To the Editors:
We read with great interest the article recently published in The Pediatric Infectious Disease Journal by Thatrimontrichai et al1 regarding risk factors and outcome of carbapenem-resistant Acinetobacter baumannii (CRAB) bacteremia in a neonatal intensive care unit. The results of our recently published data2 support the results of their study. Infection with CRAB was uncommon but had a high mortality in the neonatal intensive care unit. In our center, 9% of late-onset neonatal sepsis cases were caused by Acinetobacter spp. with a mortality of 29%.3 We previously reported a series of 22 neonates who developed A. baumannii bacteremia in our center between January 2005 and December 2010. Of those, 13 cases were CRAB with a mortality of 46%, similar to the 43% reported in their study. The major concern was the pandrug-resistant A. baumannii (PDR-AB) bacteremia that was found in 8 of the 13 CRAB cases, which resulted in 50% mortality. There was no PDR-AB identified in the study of Thatrimontrichai et al. In addition, we found that receiving mechanical ventilation was a risk factor for CRAB bacteremia and ventilator-associated pneumonia occurred in 32% at the time of bacteremia, similar to a report by Punpanich et al4 of CRAB bacteremia in children in Thailand.

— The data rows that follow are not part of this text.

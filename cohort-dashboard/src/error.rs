//! Error types for the dashboard client.

use crate::config::ConfigError;
use cohort_core::{CohortError, LoadError, PageError, SessionError};

#[derive(Debug, thiserror::Error)]
pub enum DashboardError {
    #[error("IO error: {0}")]
    Io(#[from] std::io::Error),
    #[error(transparent)]
    Config(#[from] ConfigError),
    #[error("HTTP client error: {0}")]
    Http(#[from] reqwest::Error),
    #[error("Telemetry error: {0}")]
    Telemetry(String),
    #[error(transparent)]
    Core(#[from] CohortError),
    #[error("No page is registered for {path}")]
    UnknownRoute { path: String },
}

impl From<LoadError> for DashboardError {
    fn from(err: LoadError) -> Self {
        Self::Core(err.into())
    }
}

impl From<SessionError> for DashboardError {
    fn from(err: SessionError) -> Self {
        Self::Core(err.into())
    }
}

impl From<PageError> for DashboardError {
    fn from(err: PageError) -> Self {
        Self::Core(err.into())
    }
}

pub type DashboardResult<T> = Result<T, DashboardError>;
//! Cache-coalescing loader.
//!
//! Every backend read in the dashboard client goes through
//! [`CoalescingLoader::get_or_load`]. Per key the loader guarantees:
//!
//! - a fresh entry is served without calling the backend;
//! - at most one backend call is outstanding, later callers attach to it;
//! - a failed call leaves no entry behind, so the next read retries.
//!
//! Retry policy and timeouts are the caller's and the transport's concern.

use std::collections::HashMap;
use std::future::Future;
use std::sync::{Arc, Mutex, MutexGuard};
use std::time::Duration;

use cohort_core::{LoadError, OrchestrationConfig, DEFAULT_CACHE_TTL_MS};
use futures_util::future::{BoxFuture, FutureExt, Shared};
use tracing::{debug, warn};

use crate::clock::{Clock, SystemClock};
use crate::entry::{downcast, CacheEntry, CacheRead, ReadSource, SharedValue};
use crate::key::CacheKey;
use crate::stats::{CacheStats, StatsCounters};

type LoadResult = Result<SharedValue, LoadError>;
type SharedLoad = Shared<BoxFuture<'static, LoadResult>>;

/// Configuration for the coalescing loader.
#[derive(Debug, Clone, PartialEq, Eq)]
pub struct CacheConfig {
    /// Age at which an entry stops being served.
    pub ttl: Duration,
}

impl Default for CacheConfig {
    fn default() -> Self {
        Self {
            ttl: Duration::from_millis(DEFAULT_CACHE_TTL_MS),
        }
    }
}

impl CacheConfig {
    pub fn new() -> Self {
        Self::default()
    }

    pub fn with_ttl(mut self, ttl: Duration) -> Self {
        self.ttl = ttl;
        self
    }
}

impl From<&OrchestrationConfig> for CacheConfig {
    fn from(config: &OrchestrationConfig) -> Self {
        Self::new().with_ttl(config.cache_ttl())
    }
}

struct InFlight {
    id: u64,
    future: SharedLoad,
}

#[derive(Default)]
struct LoaderState {
    entries: HashMap<CacheKey, CacheEntry>,
    in_flight: HashMap<CacheKey, InFlight>,
    next_id: u64,
}

struct LoaderInner {
    state: Mutex<LoaderState>,
    config: CacheConfig,
    clock: Arc<dyn Clock>,
    counters: StatsCounters,
}

impl LoaderInner {
    fn state(&self) -> MutexGuard<'_, LoaderState> {
        // Critical sections never panic midway, so a poisoned map is still consistent.
        self.state.lock().unwrap_or_else(|poisoned| {
            warn!("loader state lock was poisoned, recovering");
            poisoned.into_inner()
        })
    }

    /// Runs exactly once per backend call, before any waiter observes the result.
    fn settle(&self, key: &CacheKey, id: u64, result: &LoadResult) {
        let now = self.clock.now_ms();
        let mut state = self.state();
        let owned = state.in_flight.get(key).is_some_and(|f| f.id == id);
        if owned {
            state.in_flight.remove(key);
        }
        match result {
            Ok(value) => {
                if owned {
                    state
                        .entries
                        .insert(key.clone(), CacheEntry::new(key.clone(), value.clone(), now));
                }
                debug!(key = %key, "cache load settled");
            }
            Err(err) => {
                StatsCounters::bump(&self.counters.failures);
                warn!(key = %key, error = %err, "cache load failed");
            }
        }
    }
}

/// Process-wide keyed cache with in-flight request deduplication.
///
/// Cloning is cheap and every clone shares the same tables.
#[derive(Clone)]
pub struct CoalescingLoader {
    inner: Arc<LoaderInner>,
}

impl CoalescingLoader {
    pub fn new(config: CacheConfig) -> Self {
        Self::with_clock(config, Arc::new(SystemClock))
    }

    pub fn with_defaults() -> Self {
        Self::new(CacheConfig::default())
    }

    pub fn with_clock(config: CacheConfig, clock: Arc<dyn Clock>) -> Self {
        Self {
            inner: Arc::new(LoaderInner {
                state: Mutex::new(LoaderState::default()),
                config,
                clock,
                counters: StatsCounters::default(),
            }),
        }
    }

    pub fn config(&self) -> &CacheConfig {
        &self.inner.config
    }

    pub fn clock(&self) -> &Arc<dyn Clock> {
        &self.inner.clock
    }

    /// Return the value for `key`, loading it with `loader` when needed.
    ///
    /// `force_refresh` skips the entry lookup but still attaches to a call
    /// already in flight for the key.
    pub async fn get_or_load<T, F, Fut>(
        &self,
        key: &CacheKey,
        loader: F,
        force_refresh: bool,
    ) -> Result<T, LoadError>
    where
        T: Clone + Send + Sync + 'static,
        F: FnOnce() -> Fut,
        Fut: Future<Output = Result<T, LoadError>> + Send + 'static,
    {
        self.read(key, loader, force_refresh)
            .await
            .map(CacheRead::into_value)
    }

    /// Like [`get_or_load`](Self::get_or_load), reporting how the read was served.
    pub async fn read<T, F, Fut>(
        &self,
        key: &CacheKey,
        loader: F,
        force_refresh: bool,
    ) -> Result<CacheRead<T>, LoadError>
    where
        T: Clone + Send + Sync + 'static,
        F: FnOnce() -> Fut,
        Fut: Future<Output = Result<T, LoadError>> + Send + 'static,
    {
        let (future, source) = {
            let now = self.inner.clock.now_ms();
            let mut state = self.inner.state();

            if !force_refresh {
                if let Some(entry) = state.entries.get(key) {
                    if entry.is_fresh(now, self.inner.config.ttl) {
                        StatsCounters::bump(&self.inner.counters.hits);
                        debug!(key = %key, "cache hit");
                        let value = downcast::<T>(key, entry.value())?;
                        return Ok(CacheRead::new(value, ReadSource::Cache, entry.stored_at_ms()));
                    }
                }
            }

            if let Some(pending) = state.in_flight.get(key) {
                StatsCounters::bump(&self.inner.counters.coalesced);
                debug!(key = %key, "attaching to in-flight load");
                (pending.future.clone(), ReadSource::Coalesced)
            } else {
                StatsCounters::bump(&self.inner.counters.misses);
                debug!(key = %key, force_refresh, "cache miss, loading");
                let id = state.next_id;
                state.next_id += 1;
                let future = self.start_load(key.clone(), id, loader());
                state.in_flight.insert(
                    key.clone(),
                    InFlight {
                        id,
                        future: future.clone(),
                    },
                );
                (future, ReadSource::Loaded)
            }
        };

        let value = future.await?;
        let typed = downcast::<T>(key, &value)?;
        Ok(CacheRead::new(typed, source, self.inner.clock.now_ms()))
    }

    fn start_load<T, Fut>(&self, key: CacheKey, id: u64, load: Fut) -> SharedLoad
    where
        T: Send + Sync + 'static,
        Fut: Future<Output = Result<T, LoadError>> + Send + 'static,
    {
        let inner = Arc::clone(&self.inner);
        let future = async move {
            let result = load.await.map(|value| Arc::new(value) as SharedValue);
            inner.settle(&key, id, &result);
            result
        }
        .boxed()
        .shared();

        // Keep the call progressing when every waiter loses interest.
        if let Ok(handle) = tokio::runtime::Handle::try_current() {
            handle.spawn(future.clone().map(|_| ()));
        }
        future
    }

    /// Fresh value for `key`, if one is stored and has the requested type.
    pub fn peek<T>(&self, key: &CacheKey) -> Option<T>
    where
        T: Clone + 'static,
    {
        let now = self.inner.clock.now_ms();
        let state = self.inner.state();
        state
            .entries
            .get(key)
            .filter(|entry| entry.is_fresh(now, self.inner.config.ttl))
            .and_then(|entry| downcast::<T>(key, entry.value()).ok())
    }

    pub fn is_in_flight(&self, key: &CacheKey) -> bool {
        self.inner.state().in_flight.contains_key(key)
    }

    /// Remove one entry. In-flight calls are left alone.
    pub fn invalidate(&self, key: &CacheKey) -> bool {
        let removed = self.inner.state().entries.remove(key).is_some();
        if removed {
            StatsCounters::bump(&self.inner.counters.invalidations);
            debug!(key = %key, "cache entry invalidated");
        }
        removed
    }

    /// Remove every entry whose key starts with `prefix`.
    pub fn invalidate_prefix(&self, prefix: &str) -> usize {
        let mut state = self.inner.state();
        let before = state.entries.len();
        state.entries.retain(|key, _| !key.starts_with(prefix));
        let removed = before - state.entries.len();
        StatsCounters::add(&self.inner.counters.invalidations, removed as u64);
        debug!(prefix, removed, "cache prefix invalidated");
        removed
    }

    /// Remove every entry.
    pub fn clear(&self) -> usize {
        let mut state = self.inner.state();
        let removed = state.entries.len();
        state.entries.clear();
        StatsCounters::add(&self.inner.counters.invalidations, removed as u64);
        debug!(removed, "cache cleared");
        removed
    }

    /// Drop entries that have outlived the TTL.
    pub fn purge_expired(&self) -> usize {
        let now = self.inner.clock.now_ms();
        let ttl = self.inner.config.ttl;
        let mut state = self.inner.state();
        let before = state.entries.len();
        state.entries.retain(|_, entry| entry.is_fresh(now, ttl));
        before - state.entries.len()
    }

    pub fn stats(&self) -> CacheStats {
        let state = self.inner.state();
        self.inner
            .counters
            .snapshot(state.entries.len(), state.in_flight.len())
    }
}

impl std::fmt::Debug for CoalescingLoader {
    fn fmt(&self, f: &mut std::fmt::Formatter<'_>) -> std::fmt::Result {
        f.debug_struct("CoalescingLoader")
            .field("config", &self.inner.config)
            .field("stats", &self.stats())
            .finish()
    }
}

Due to a high incidence of PDR-AB bacteremia in our center, we used intravenous colistin combined with meropenem, despite the potential renal toxicity of colistin, because of the limited availability of other effective antimicrobial agents. We also have successful experience with using colistin nebulization for CRAB and PDR-AB pneumonia.5 The pharmacokinetics of intravenous colistin and bronchoalveolar drug values after nebulization therapy in the neonatal population is not fully understood and deserves further study.
Narongsak Nakwan, MD
Department of Pediatrics
Hat Yai Medical Education Center
Hat Yai Hospital
Songkhla, Thailand
Kulkanya Chokephaibulkit, MD
Department of Pediatrics
Division of Infectious Diseases
Faculty of Medicine Siriraj Hospital
Mahidol University
Bangkok, Thailand
REFERENCES
1. Thatrimontrichai A, Apisarnthanarak A, Chanvitan P, et al. Risk factors and outcome of carbapenem-resistant Acinetobacter baumannii bacteremia in neonatal intensive care unit: a case-case-control study. Pediatr Infect Dis J.. 2012 Aug 29. doi: 10.1097/INF.0b013e318270b108.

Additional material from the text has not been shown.